Motives to commit the crime were not wanting; whether they lay in the desire to secure himself in the possession and enjoyment of the property of the deceased; or in the desire to avoid the degrading exposure of his marriage with a woman of such a reputation. In the former case, the will gave the estate to the husband; but it was revocable and revocation was not improbable after the dissensions between them.

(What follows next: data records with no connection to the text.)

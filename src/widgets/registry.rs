use std::collections::HashMap;

use crate::widgets::adapter::WidgetAdapter;
use crate::widgets::builtin;

/// Maps widget type names to their adapters. Always an injected value,
/// owned by the host and passed by reference into the validator and
/// renderer; there is no global registry.
pub struct WidgetRegistry {
    adapters: HashMap<String, Box<dyn WidgetAdapter>>,
}

impl WidgetRegistry {
    /// Empty registry; the host registers every type itself.
    pub fn new() -> Self {
        WidgetRegistry {
            adapters: HashMap::new(),
        }
    }

    /// Registry preloaded with the built-in widget set.
    pub fn with_builtins() -> Self {
        let mut registry = WidgetRegistry::new();
        builtin::register_builtins(&mut registry);
        registry
    }

    /// Register an adapter under a type name. Re-registering a name
    /// replaces the previous adapter.
    pub fn register(&mut self, widget_type: &str, adapter: Box<dyn WidgetAdapter>) {
        self.adapters.insert(widget_type.to_string(), adapter);
    }

    pub fn get(&self, widget_type: &str) -> Option<&dyn WidgetAdapter> {
        self.adapters.get(widget_type).map(|adapter| adapter.as_ref())
    }

    pub fn contains(&self, widget_type: &str) -> bool {
        self.adapters.contains_key(widget_type)
    }

    /// All registered type names.
    pub fn registered_types(&self) -> Vec<String> {
        self.adapters.keys().cloned().collect()
    }
}

impl Default for WidgetRegistry {
    fn default() -> Self {
        Self::new()
    }
}

#[cfg(test)]
mod tests {
    use super::*;
    use crate::widgets::adapter::{PropMap, TransformContext, WidgetAdapter};

    struct Probe;
    impl WidgetAdapter for Probe {
        fn has_children(&self) -> bool {
            true
        }
    }

    #[test]
    fn test_register_and_get() {
        let mut registry = WidgetRegistry::new();
        assert!(!registry.contains("probe"));
        registry.register("probe", Box::new(Probe));
        assert!(registry.contains("probe"));
        assert!(registry.get("probe").map(|a| a.has_children()).unwrap());
        assert!(registry.get("nonexistent").is_none());
    }

    #[test]
    fn test_reregistering_replaces() {
        struct Leaf;
        impl WidgetAdapter for Leaf {}

        let mut registry = WidgetRegistry::new();
        registry.register("x", Box::new(Probe));
        registry.register("x", Box::new(Leaf));
        assert!(!registry.get("x").unwrap().has_children());
        assert_eq!(registry.registered_types(), vec!["x".to_string()]);
    }

    #[test]
    fn test_custom_adapter_transform_runs() {
        struct Stamper;
        impl WidgetAdapter for Stamper {
            fn transform_props(&self, mut raw: PropMap, _ctx: &TransformContext<'_>) -> PropMap {
                raw.insert("stamped".to_string(), serde_json::json!(true));
                raw
            }
        }

        let mut registry = WidgetRegistry::new();
        registry.register("stamper", Box::new(Stamper));
        let bindings = PropMap::new();
        let actions = std::collections::HashMap::new();
        let ctx = TransformContext::bare(&bindings, &actions);
        let out = registry
            .get("stamper")
            .unwrap()
            .transform_props(PropMap::new(), &ctx);
        assert_eq!(out.get("stamped"), Some(&serde_json::json!(true)));
    }
}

In the latter case, she threatened to go back to her house in Newark and to resume her former occupation. It is immaterial which was the actual motive. The existence of either suffices and every thing that could throw such light upon his acts as to reveal a motive was admissible.
In the presence of the grave consequences of the verdict, I have sought to find the evidence of acts consistent with a probability of innocence; or some weakness in the chain of circumstances, which would warrant us in saying that some were at variance with the probabilities of guilt. I am not able to find either and I must advise an affirmance of the judgment; unless the learned recorder, who presided at this trial, committed some error thereat in his rulings, which, because prejudicial to the defendant, necessitates, in the interests of justice, the ordering of a new trial.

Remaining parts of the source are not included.